TASK STATEMENT :: Type again, exactly, the lines below from the start through the line that includes "pub struct SegmentTermVector".

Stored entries
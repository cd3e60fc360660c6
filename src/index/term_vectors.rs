//! Per-document term vectors.
//!
//! `<segment>.tvx` holds one pointer per document into `<segment>.tvd`.
//! A `.tvd` record lists the document's vector fields as delta-coded field
//! numbers followed by delta-coded pointers into `<segment>.tvf`. A `.tvf`
//! record is the field's term count, a flags byte, then for each term in
//! order its shared prefix length, suffix length, suffix bytes and
//! frequency, followed by delta-coded positions when the flags say so.
//! Every file starts with the format version.

use std::fmt;
use std::sync::Arc;

use crate::core::error::{Error, Result};
use crate::core::types::{DocId, TermVector};
use crate::index::field_infos::FieldInfos;
use crate::storage::directory::Directory;
use crate::storage::index_input::IndexInput;
use crate::storage::index_output::IndexOutput;

const FORMAT_VERSION: i32 = 1;
const HEADER_LEN: u64 = 4;
const STORE_POSITIONS: u8 = 0x1;

pub fn vector_files(segment: &str) -> [String; 3] {
    ["tvx", "tvd", "tvf"].map(|ext| format!("{}.{}", segment, ext))
}

/// Terms of one field of one document, in term order, with their
/// frequencies.
pub trait TermFreqVector {
    /// `None` for vectors not taken from an indexed field.
    fn field(&self) -> Option<&str>;

    fn terms(&self) -> &[String];

    fn term_frequencies(&self) -> &[u32];

    fn size(&self) -> usize {
        self.terms().len()
    }

    fn index_of(&self, term: &str) -> Option<usize> {
        self.terms().binary_search_by(|t| t.as_str().cmp(term)).ok()
    }

    fn indexes_of(&self, terms: &[&str]) -> Vec<Option<usize>> {
        terms.iter().map(|t| self.index_of(t)).collect()
    }
}

/// A term vector that can also report where each term occurred.
pub trait TermPositionVector: TermFreqVector {
    /// Positions of the term at `index`; `None` when positions were not
    /// stored or `index` is out of range.
    fn term_positions(&self, index: usize) -> Option<&[u32]>;
}

#[derive(Debug, Clone, PartialEq)]
pub struct SegmentTermVector {
    field: String,
    terms: Vec<String>,
    freqs: Vec<u32>,
    positions: Option<Vec<Vec<u32>>>,
}

impl SegmentTermVector {
    /// Vector with positions from `(term, positions)` pairs in term order.
    pub fn with_positions(field: &str, entries: Vec<(String, Vec<u32>)>) -> Self {
        let freqs = entries.iter().map(|(_, p)| p.len() as u32).collect();
        let (terms, positions) = entries.into_iter().unzip();
        SegmentTermVector {
            field: field.to_string(),
            terms,
            freqs,
            positions: Some(positions),
        }
    }

    /// Vector of `(term, freq)` pairs in term order.
    pub fn with_freqs(field: &str, entries: Vec<(String, u32)>) -> Self {
        let (terms, freqs) = entries.into_iter().unzip();
        SegmentTermVector {
            field: field.to_string(),
            terms,
            freqs,
            positions: None,
        }
    }

    pub fn field_name(&self) -> &str {
        &self.field
    }

    pub fn has_positions(&self) -> bool {
        self.positions.is_some()
    }

    /// Same vector without its positions.
    pub fn without_positions(mut self) -> Self {
        self.positions = None;
        self
    }
}

impl TermFreqVector for SegmentTermVector {
    fn field(&self) -> Option<&str> {
        Some(&self.field)
    }

    fn terms(&self) -> &[String] {
        &self.terms
    }

    fn term_frequencies(&self) -> &[u32] {
        &self.freqs
    }
}

impl TermPositionVector for SegmentTermVector {
    fn term_positions(&self, index: usize) -> Option<&[u32]> {
        self.positions.as_ref()?.get(index).map(Vec::as_slice)
    }
}

impl fmt::Display for SegmentTermVector {
    fn fmt(&self, f: &mut fmt::Formatter<'_>) -> fmt::Result {
        write!(f, "{{{}: ", self.field)?;
        write_pairs(f, &self.terms, &self.freqs)?;
        write!(f, "}}")
    }
}

/// `term/freq` pairs separated by commas.
pub(crate) fn write_pairs(f: &mut fmt::Formatter<'_>, terms: &[String], freqs: &[u32]) -> fmt::Result {
    for (i, (term, freq)) in terms.iter().zip(freqs).enumerate() {
        if i > 0 {
            write!(f, ", ")?;
        }
        write!(f, "{}/{}", term, freq)?;
    }
    Ok(())
}

pub struct TermVectorsWriter {
    field_infos: Arc<FieldInfos>,
    tvx: Box<dyn IndexOutput>,
    tvd: Box<dyn IndexOutput>,
    tvf: Box<dyn IndexOutput>,
    count: u32,
}

impl TermVectorsWriter {
    pub fn new(directory: &dyn Directory, segment: &str, field_infos: Arc<FieldInfos>) -> Result<Self> {
        let [tvx, tvd, tvf] = vector_files(segment);
        let mut writer = TermVectorsWriter {
            field_infos,
            tvx: directory.create_output(&tvx)?,
            tvd: directory.create_output(&tvd)?,
            tvf: directory.create_output(&tvf)?,
            count: 0,
        };
        writer.tvx.write_int(FORMAT_VERSION)?;
        writer.tvd.write_int(FORMAT_VERSION)?;
        writer.tvf.write_int(FORMAT_VERSION)?;
        Ok(writer)
    }

    /// Writes the vectors of the next document, which may have none.
    /// Positions are kept only for fields declared with positions.
    pub fn add_document(&mut self, vectors: &[SegmentTermVector]) -> Result<()> {
        let mut ordered = Vec::with_capacity(vectors.len());
        for vector in vectors {
            let info = self
                .field_infos
                .by_name(&vector.field)
                .filter(|info| info.stores_term_vector())
                .ok_or_else(|| Error::invalid_argument(format!("field {} does not store term vectors", vector.field)))?;
            check_order(vector)?;
            ordered.push((info.number, info.term_vector == TermVector::WithPositions, vector));
        }
        ordered.sort_unstable_by_key(|(number, _, _)| *number);
        if ordered.windows(2).any(|w| w[0].0 == w[1].0) {
            return Err(Error::invalid_argument("a document holds one term vector per field"));
        }

        let mut fields = Vec::with_capacity(ordered.len());
        for (number, keep_positions, vector) in ordered {
            fields.push((number, self.tvf.file_pointer()));
            self.write_field(vector, keep_positions)?;
        }

        self.tvx.write_long(self.tvd.file_pointer() as i64)?;
        self.tvd.write_vint(fields.len() as u32)?;
        let mut last_number = 0;
        for (number, _) in &fields {
            self.tvd.write_vint(number - last_number)?;
            last_number = *number;
        }
        let mut last_pointer = 0;
        for (_, pointer) in &fields {
            self.tvd.write_vlong(pointer - last_pointer)?;
            last_pointer = *pointer;
        }
        self.count += 1;
        Ok(())
    }

    fn write_field(&mut self, vector: &SegmentTermVector, keep_positions: bool) -> Result<()> {
        let positions = vector.positions.as_ref().filter(|_| keep_positions);
        self.tvf.write_vint(vector.terms.len() as u32)?;
        self.tvf.write_byte(if positions.is_some() { STORE_POSITIONS } else { 0 })?;

        let mut last: &[u8] = &[];
        for (i, term) in vector.terms.iter().enumerate() {
            let text = term.as_bytes();
            let prefix = last.iter().zip(text).take_while(|(a, b)| a == b).count();
            self.tvf.write_vint(prefix as u32)?;
            self.tvf.write_vint((text.len() - prefix) as u32)?;
            self.tvf.write_bytes(&text[prefix..])?;
            self.tvf.write_vint(vector.freqs[i])?;
            if let Some(positions) = positions {
                let mut last_position = 0;
                for &position in &positions[i] {
                    let delta = position.checked_sub(last_position).ok_or_else(|| {
                        Error::invalid_argument(format!("positions of {} in {} are out of order", term, vector.field))
                    })?;
                    self.tvf.write_vint(delta)?;
                    last_position = position;
                }
            }
            last = text;
        }
        Ok(())
    }

    pub fn count(&self) -> u32 {
        self.count
    }

    pub fn close(mut self) -> Result<()> {
        self.tvx.close()?;
        self.tvd.close()?;
        self.tvf.close()
    }
}

fn check_order(vector: &SegmentTermVector) -> Result<()> {
    if let Some(w) = vector.terms.windows(2).find(|w| w[0] >= w[1]) {
        return Err(Error::invalid_argument(format!(
            "term vector of {} is not in strictly increasing term order at {}",
            vector.field, w[1]
        )));
    }
    let positions = vector.positions.as_ref().map_or(vector.terms.len(), Vec::len);
    if vector.freqs.len() != vector.terms.len() || positions != vector.terms.len() {
        return Err(Error::invalid_argument(format!("term vector of {} has mismatched frequencies or positions", vector.field)));
    }
    Ok(())
}

fn check_version(input: &mut IndexInput) -> Result<()> {
    let version = input.read_int()?;
    if version != FORMAT_VERSION {
        return Err(Error::corruption(format!(
            "{} has format {}, expected {}",
            input.name(),
            version,
            FORMAT_VERSION
        )));
    }
    Ok(())
}

#[derive(Clone)]
pub struct TermVectorsReader {
    field_infos: Arc<FieldInfos>,
    tvx: IndexInput,
    tvd: IndexInput,
    tvf: IndexInput,
    size: u32,
}

impl TermVectorsReader {
    pub fn open(directory: &dyn Directory, segment: &str, field_infos: Arc<FieldInfos>) -> Result<Self> {
        let [tvx, tvd, tvf] = vector_files(segment);
        let mut tvx = directory.open_input(&tvx)?;
        let mut tvd = directory.open_input(&tvd)?;
        let mut tvf = directory.open_input(&tvf)?;
        check_version(&mut tvx)?;
        check_version(&mut tvd)?;
        check_version(&mut tvf)?;
        if (tvx.len() - HEADER_LEN) % 8 != 0 {
            return Err(Error::corruption(format!("{} has a partial pointer", tvx.name())));
        }
        let size = ((tvx.len() - HEADER_LEN) / 8) as u32;
        Ok(TermVectorsReader {
            field_infos,
            tvx,
            tvd,
            tvf,
            size,
        })
    }

    pub fn size(&self) -> u32 {
        self.size
    }

    /// Field numbers and `.tvf` pointers of document `doc`'s vectors.
    fn fields(&self, doc: DocId) -> Result<Vec<(u32, u64)>> {
        if doc >= self.size {
            return Err(Error::invalid_argument(format!(
                "document {} out of range ({} with vectors)",
                doc, self.size
            )));
        }
        let mut tvx = self.tvx.clone();
        tvx.seek(HEADER_LEN + doc as u64 * 8)?;
        let pointer = u64::try_from(tvx.read_long()?)
            .map_err(|_| Error::corruption(format!("negative pointer in {}", tvx.name())))?;

        let mut tvd = self.tvd.clone();
        tvd.seek(pointer)?;
        let count = tvd.read_vint()? as usize;
        let mut numbers = Vec::with_capacity(count);
        let mut number = 0;
        for _ in 0..count {
            number += tvd.read_vint()?;
            numbers.push(number);
        }
        let mut pointer = 0;
        let mut fields = Vec::with_capacity(count);
        for number in numbers {
            pointer += tvd.read_vlong()?;
            fields.push((number, pointer));
        }
        Ok(fields)
    }

    /// Vector of `field` in document `doc`, if the document has one.
    pub fn get(&self, doc: DocId, field: &str) -> Result<Option<SegmentTermVector>> {
        let Some(number) = self.field_infos.number(field) else {
            return Ok(None);
        };
        match self.fields(doc)?.into_iter().find(|(n, _)| *n == number) {
            Some((_, pointer)) => self.read_field(field, pointer).map(Some),
            None => Ok(None),
        }
    }

    /// Every vector of document `doc`, in field number order.
    pub fn get_all(&self, doc: DocId) -> Result<Vec<SegmentTermVector>> {
        self.fields(doc)?
            .into_iter()
            .map(|(number, pointer)| {
                let name = self
                    .field_infos
                    .name(number)
                    .ok_or_else(|| Error::corruption(format!("unknown field {} in {}", number, self.tvd.name())))?;
                self.read_field(name, pointer)
            })
            .collect()
    }

    fn read_field(&self, field: &str, pointer: u64) -> Result<SegmentTermVector> {
        let mut tvf = self.tvf.clone();
        tvf.seek(pointer)?;
        let count = tvf.read_vint()? as usize;
        let with_positions = tvf.read_byte()? & STORE_POSITIONS != 0;

        let mut terms = Vec::with_capacity(count);
        let mut freqs = Vec::with_capacity(count);
        let mut positions = Vec::new();
        let mut buffer: Vec<u8> = Vec::new();
        for _ in 0..count {
            let start = tvf.read_vint()? as usize;
            let length = tvf.read_vint()? as usize;
            if start > buffer.len() {
                return Err(Error::corruption(format!(
                    "shared prefix {} longer than previous term in {}",
                    start,
                    tvf.name()
                )));
            }
            buffer.truncate(start);
            buffer.extend_from_slice(tvf.read_bytes(length)?);
            let term = String::from_utf8(buffer.clone())
                .map_err(|_| Error::corruption(format!("term vector term is not UTF-8 in {}", tvf.name())))?;
            let freq = tvf.read_vint()?;
            if with_positions {
                let mut term_positions = Vec::with_capacity(freq as usize);
                let mut position = 0;
                for _ in 0..freq {
                    position += tvf.read_vint()?;
                    term_positions.push(position);
                }
                positions.push(term_positions);
            }
            terms.push(term);
            freqs.push(freq);
        }
        Ok(SegmentTermVector {
            field: field.to_string(),
            terms,
            freqs,
            positions: with_positions.then_some(positions),
        })
    }
}
pub mod vbyte;
pub mod compress;
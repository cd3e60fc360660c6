use std::collections::HashMap;
use std::ops::Range;
use std::sync::Arc;

use crate::analysis::analyzer::Analyzer;
use crate::core::config::IndexConfig;
use crate::core::error::{Error, ErrorKind, Result};
use crate::core::types::Document;
use crate::index::merger::SegmentMerger;
use crate::index::term::Term;
use crate::scoring::similarity::{DefaultSimilarity, Similarity};
use crate::storage::directory::{Directory, DirectoryLock};
use crate::storage::merge_policy::{LogMergePolicy, MergePolicy};
use crate::storage::segment::{SegmentInfo, SegmentInfos};
use crate::storage::segment_reader::SegmentReader;
use crate::storage::segment_writer::SegmentWriter;

pub const WRITE_LOCK: &str = "write.lock";

/// Single writer of an index.
///
/// Documents are buffered and flushed as a new segment every
/// `max_buffered_docs` documents; after each flush the merge policy may fold
/// recent segments together. Holds `write.lock` until closed or dropped.
pub struct IndexWriter {
    directory: Arc<dyn Directory>,
    config: IndexConfig,
    analyzer: Arc<Analyzer>,
    similarity: Arc<dyn Similarity>,
    merge_policy: Box<dyn MergePolicy>,
    segment_infos: SegmentInfos,
    buffered: Vec<Document>,
    readers: HashMap<String, Arc<SegmentReader>>,
    deletable: Vec<String>,
    _lock: Box<dyn DirectoryLock>,
}

impl IndexWriter {
    /// Opens the index in `directory`, creating an empty one if there is
    /// no commit yet.
    pub fn open(directory: Arc<dyn Directory>, config: IndexConfig, analyzer: Arc<Analyzer>) -> Result<Self> {
        config.validate()?;
        let lock = directory.obtain_lock(WRITE_LOCK)?;
        let segment_infos = if SegmentInfos::exists(directory.as_ref()) {
            SegmentInfos::read(directory.as_ref())?
        } else {
            let mut infos = SegmentInfos::new();
            infos.write(directory.as_ref())?;
            infos
        };
        log::debug!(
            "opened index writer on {} segments ({} docs)",
            segment_infos.segments.len(),
            segment_infos.total_docs()
        );

        Ok(IndexWriter {
            directory,
            merge_policy: Box::new(LogMergePolicy::from_config(&config)),
            config,
            analyzer,
            similarity: Arc::new(DefaultSimilarity),
            segment_infos,
            buffered: Vec::new(),
            readers: HashMap::new(),
            deletable: Vec::new(),
            _lock: lock,
        })
    }

    pub fn with_similarity(mut self, similarity: Arc<dyn Similarity>) -> Self {
        self.similarity = similarity;
        self
    }

    pub fn with_merge_policy(mut self, policy: Box<dyn MergePolicy>) -> Self {
        self.merge_policy = policy;
        self
    }

    pub fn config(&self) -> &IndexConfig {
        &self.config
    }

    pub fn segment_infos(&self) -> &SegmentInfos {
        &self.segment_infos
    }

    /// Documents in committed segments, deleted ones included, plus the
    /// buffered ones.
    pub fn doc_count(&self) -> u64 {
        self.segment_infos.total_docs() + self.buffered.len() as u64
    }

    pub fn add_document(&mut self, doc: Document) -> Result<()> {
        self.buffered.push(doc);
        if self.buffered.len() >= self.config.max_buffered_docs {
            self.flush()?;
        }
        Ok(())
    }

    /// Marks every document containing `term` deleted, buffered documents
    /// included. Deletions reach disk on `commit`.
    pub fn delete_documents(&mut self, term: &Term) -> Result<u32> {
        self.flush()?;
        let mut count = 0;
        for info in self.segment_infos.segments.clone() {
            count += self.reader(&info)?.delete_documents(term)?;
        }
        log::debug!("deleted {} documents matching {}", count, term);
        Ok(count)
    }

    /// Writes buffered documents as a new segment, runs any merges the
    /// policy asks for and commits the segment list.
    pub fn flush(&mut self) -> Result<()> {
        if self.buffered.is_empty() {
            return Ok(());
        }
        let name = self.segment_infos.next_segment_name();
        let docs = std::mem::take(&mut self.buffered);
        let count = SegmentWriter::new(
            self.directory.as_ref(),
            &self.analyzer,
            self.similarity.as_ref(),
            &self.config,
        )
        .write(&name, &docs)?;
        self.segment_infos
            .segments
            .push(SegmentInfo::new(&name, count, self.config.use_compound_file));
        self.segment_infos.write(self.directory.as_ref())?;

        self.maybe_merge()
    }

    fn maybe_merge(&mut self) -> Result<()> {
        while let Some(range) = self.merge_policy.find_merge(&self.segment_infos.segments) {
            self.merge_segments(range)?;
        }
        Ok(())
    }

    /// Merges everything down to a single segment without deletions.
    pub fn optimize(&mut self) -> Result<()> {
        self.flush()?;
        while self.needs_optimize()? {
            let len = self.segment_infos.segments.len();
            let start = len.saturating_sub(self.config.merge_factor);
            self.merge_segments(start..len)?;
        }
        log::info!(
            "optimized index to {} segment(s), {} docs",
            self.segment_infos.segments.len(),
            self.segment_infos.total_docs()
        );
        Ok(())
    }

    fn needs_optimize(&mut self) -> Result<bool> {
        match self.segment_infos.segments.as_slice() {
            [] => Ok(false),
            [info] => {
                let info = info.clone();
                Ok(self.reader(&info)?.has_deletions() || info.compound != self.config.use_compound_file)
            }
            _ => Ok(true),
        }
    }

    /// Flushes, writes pending deletions and commits the segment list.
    pub fn commit(&mut self) -> Result<()> {
        self.flush()?;
        for reader in self.readers.values() {
            reader.commit_deletions()?;
        }
        self.segment_infos.write(self.directory.as_ref())?;
        self.delete_files();
        log::info!(
            "committed version {} ({} segments, {} docs)",
            self.segment_infos.version,
            self.segment_infos.segments.len(),
            self.segment_infos.total_docs()
        );
        Ok(())
    }

    /// Commits and releases the write lock.
    pub fn close(mut self) -> Result<()> {
        self.commit()?;
        for reader in self.readers.values() {
            reader.close();
        }
        Ok(())
    }

    fn reader(&mut self, info: &SegmentInfo) -> Result<Arc<SegmentReader>> {
        if let Some(reader) = self.readers.get(&info.name) {
            return Ok(Arc::clone(reader));
        }
        let reader = Arc::new(SegmentReader::open(Arc::clone(&self.directory), info)?);
        self.readers.insert(info.name.clone(), Arc::clone(&reader));
        Ok(reader)
    }

    fn merge_segments(&mut self, range: Range<usize>) -> Result<()> {
        if range.is_empty() || range.end > self.segment_infos.segments.len() {
            return Err(Error::invalid_argument(format!("bad merge range {:?}", range)));
        }
        let sources: Vec<SegmentInfo> = self.segment_infos.segments[range.clone()].to_vec();
        let mut readers = Vec::with_capacity(sources.len());
        for info in &sources {
            readers.push(self.reader(info)?);
        }

        let name = self.segment_infos.next_segment_name();
        let count = {
            let mut merger = SegmentMerger::new(self.directory.as_ref(), &name, &self.config);
            for reader in readers {
                merger.add(reader);
            }
            let count = merger.merge()?;
            if self.config.use_compound_file {
                merger.create_compound_file()?;
            }
            count
        };

        let start = range.start;
        self.segment_infos.segments.drain(range);
        self.segment_infos
            .segments
            .insert(start, SegmentInfo::new(&name, count, self.config.use_compound_file));
        self.segment_infos.write(self.directory.as_ref())?;

        for info in &sources {
            if let Some(reader) = self.readers.remove(&info.name) {
                reader.close();
            }
            self.deletable.extend(info.files(self.directory.as_ref())?);
        }
        self.delete_files();
        log::debug!("merged {} segments into {} ({} docs)", sources.len(), name, count);
        Ok(())
    }

    /// Removes files of retired segments; failures are retried on the next
    /// commit.
    fn delete_files(&mut self) {
        let directory = Arc::clone(&self.directory);
        self.deletable.retain(|file| match directory.delete_file(file) {
            Ok(()) => false,
            Err(e) if e.kind() == ErrorKind::NotFound => false,
            Err(e) => {
                log::warn!("could not delete {}: {}", file, e);
                true
            }
        });
    }
}

#[cfg(test)]
mod tests {
    use super::*;
    use crate::core::types::Field;
    use crate::storage::ram_directory::RamDirectory;

    fn writer(dir: &Arc<dyn Directory>, config: IndexConfig) -> IndexWriter {
        IndexWriter::open(Arc::clone(dir), config, Arc::new(Analyzer::standard())).unwrap()
    }

    fn doc(id: u32) -> Document {
        Document::new()
            .with(Field::keyword("id", &id.to_string()))
            .with(Field::text("body", if id % 2 == 0 { "even number" } else { "odd number" }))
    }

    #[test]
    fn second_writer_is_locked_out() {
        let dir: Arc<dyn Directory> = Arc::new(RamDirectory::new());
        let first = writer(&dir, IndexConfig::default());
        let second = IndexWriter::open(Arc::clone(&dir), IndexConfig::default(), Arc::new(Analyzer::standard()));
        assert_eq!(second.err().map(|e| e.kind()), Some(ErrorKind::InvalidState));
        first.close().unwrap();
        assert!(IndexWriter::open(Arc::clone(&dir), IndexConfig::default(), Arc::new(Analyzer::standard())).is_ok());
    }

    #[test]
    fn flushes_and_merges_by_level() {
        let dir: Arc<dyn Directory> = Arc::new(RamDirectory::new());
        let config = IndexConfig {
            max_buffered_docs: 2,
            merge_factor: 3,
            ..IndexConfig::default()
        };
        let mut w = writer(&dir, config);
        for i in 0..12 {
            w.add_document(doc(i)).unwrap();
        }
        // 6 flushes of 2 docs: two level-0 merges of 3 segments give [6, 6]
        let counts: Vec<u32> = w.segment_infos().segments.iter().map(|s| s.doc_count).collect();
        assert_eq!(counts, vec![6, 6]);
        assert_eq!(w.doc_count(), 12);
        w.close().unwrap();

        let infos = SegmentInfos::read(dir.as_ref()).unwrap();
        assert_eq!(infos.total_docs(), 12);
        let live: Vec<String> = infos.segments.iter().map(|s| s.cfs_file()).collect();
        let mut expected = live.clone();
        expected.push("segments".to_string());
        expected.sort();
        let mut files = dir.list().unwrap();
        files.retain(|f| f != WRITE_LOCK);
        files.sort();
        assert_eq!(files, expected);
    }

    #[test]
    fn deletions_commit_and_optimize_away() {
        let dir: Arc<dyn Directory> = Arc::new(RamDirectory::new());
        let config = IndexConfig {
            max_buffered_docs: 3,
            use_compound_file: false,
            ..IndexConfig::default()
        };
        let mut w = writer(&dir, config);
        for i in 0..7 {
            w.add_document(doc(i)).unwrap();
        }
        assert_eq!(w.delete_documents(&Term::new("body", "odd")).unwrap(), 3);
        w.commit().unwrap();
        assert!(dir.file_exists("_0.del"));

        w.optimize().unwrap();
        assert_eq!(w.segment_infos().segments.len(), 1);
        assert_eq!(w.segment_infos().total_docs(), 4);
        w.close().unwrap();
        assert!(!dir.file_exists("_0.del"));
    }
}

WRITTEN ANSWER ::
repository cd3e60fc360660c6
filename src/index/term_vectors.rs
//! Per-document term vectors.
//!
//! `<segment>.tvx` holds one pointer per document into `<segment>.tvd`.
//! A `.tvd` record lists the document's vector fields as delta-coded field
//! numbers followed by delta-coded pointers into `<segment>.tvf`. A `.tvf`
//! record is the field's term count, a flags byte, then for each term in
//! order its shared prefix length, suffix length, suffix bytes and
//! frequency, followed by delta-coded positions when the flags say so.
//! Every file starts with the format version.

use std::fmt;
use std::sync::Arc;

use crate::core::error::{Error, Result};
use crate::core::types::{DocId, TermVector};
use crate::index::field_infos::FieldInfos;
use crate::storage::directory::Directory;
use crate::storage::index_input::IndexInput;
use crate::storage::index_output::IndexOutput;

const FORMAT_VERSION: i32 = 1;
const HEADER_LEN: u64 = 4;
const STORE_POSITIONS: u8 = 0x1;

pub fn vector_files(segment: &str) -> [String; 3] {
    ["tvx", "tvd", "tvf"].map(|ext| format!("{}.{}", segment, ext))
}

/// Terms of one field of one document, in term order, with their
/// frequencies.
pub trait TermFreqVector {
    /// `None` for vectors not taken from an indexed field.
    fn field(&self) -> Option<&str>;

    fn terms(&self) -> &[String];

    fn term_frequencies(&self) -> &[u32];

    fn size(&self) -> usize {
        self.terms().len()
    }

    fn index_of(&self, term: &str) -> Option<usize> {
        self.terms().binary_search_by(|t| t.as_str().cmp(term)).ok()
    }

    fn indexes_of(&self, terms: &[&str]) -> Vec<Option<usize>> {
        terms.iter().map(|t| self.index_of(t)).collect()
    }
}

/// A term vector that can also report where each term occurred.
pub trait TermPositionVector: TermFreqVector {
    /// Positions of the term at `index`; `None` when positions were not
    /// stored or `index` is out of range.
    fn term_positions(&self, index: usize) -> Option<&[u32]>;
}

#[derive(Debug, Clone, PartialEq)]
pub struct SegmentTermVector {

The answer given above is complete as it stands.